Exercise brief: Beginning at the line containing "pub trait StorageCommand: fmt::Debug", restate each line of the listing below word for word until the last one has been given.

◇ ◇ ◇ ◇ ◇ ◇ ◇

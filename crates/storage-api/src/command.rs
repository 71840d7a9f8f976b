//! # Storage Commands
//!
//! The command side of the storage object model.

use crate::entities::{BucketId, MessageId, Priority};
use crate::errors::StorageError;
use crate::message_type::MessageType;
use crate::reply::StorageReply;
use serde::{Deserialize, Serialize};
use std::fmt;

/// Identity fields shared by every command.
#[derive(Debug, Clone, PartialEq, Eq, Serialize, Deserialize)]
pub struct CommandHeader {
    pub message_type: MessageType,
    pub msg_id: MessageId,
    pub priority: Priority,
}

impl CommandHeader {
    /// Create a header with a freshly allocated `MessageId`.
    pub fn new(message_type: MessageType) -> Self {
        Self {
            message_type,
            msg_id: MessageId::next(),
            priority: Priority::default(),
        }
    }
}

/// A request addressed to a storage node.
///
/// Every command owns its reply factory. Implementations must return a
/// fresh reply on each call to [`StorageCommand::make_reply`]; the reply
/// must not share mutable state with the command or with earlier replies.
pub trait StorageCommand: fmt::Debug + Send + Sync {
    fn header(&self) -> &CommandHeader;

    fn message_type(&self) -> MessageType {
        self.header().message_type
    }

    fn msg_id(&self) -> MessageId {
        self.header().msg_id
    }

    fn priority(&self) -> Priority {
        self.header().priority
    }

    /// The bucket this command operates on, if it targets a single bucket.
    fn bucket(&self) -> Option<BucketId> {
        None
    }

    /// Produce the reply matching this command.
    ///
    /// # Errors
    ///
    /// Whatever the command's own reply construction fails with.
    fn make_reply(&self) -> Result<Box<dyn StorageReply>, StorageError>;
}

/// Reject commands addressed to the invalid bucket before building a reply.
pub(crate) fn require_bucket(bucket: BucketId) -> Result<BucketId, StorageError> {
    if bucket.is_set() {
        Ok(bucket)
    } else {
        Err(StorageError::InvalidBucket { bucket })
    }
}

◇ ◇ ◇ ◇ ◇ ◇ ◇

Answer:
pub trait StorageCommand: fmt::Debug + Send + Sync {
    fn header(&self) -> &CommandHeader;

    fn message_type(&self) -> MessageType {
        self.header().message_type
    }

    fn msg_id(&self) -> MessageId {
        self.header().msg_id
    }

    fn priority(&self) -> Priority {
        self.header().priority
    }

    /// The bucket this command operates on, if it targets a single bucket.
    fn bucket(&self) -> Option<BucketId> {
        None
    }

    /// Produce the reply matching this command.
    ///
    /// # Errors
    ///
    /// Whatever the command's own reply construction fails with.
    fn make_reply(&self) -> Result<Box<dyn StorageReply>, StorageError>;
}

/// Reject commands addressed to the invalid bucket before building a reply.
pub(crate) fn require_bucket(bucket: BucketId) -> Result<BucketId, StorageError> {
    if bucket.is_set() {
        Ok(bucket)
    } else {
        Err(StorageError::InvalidBucket { bucket })
    }
}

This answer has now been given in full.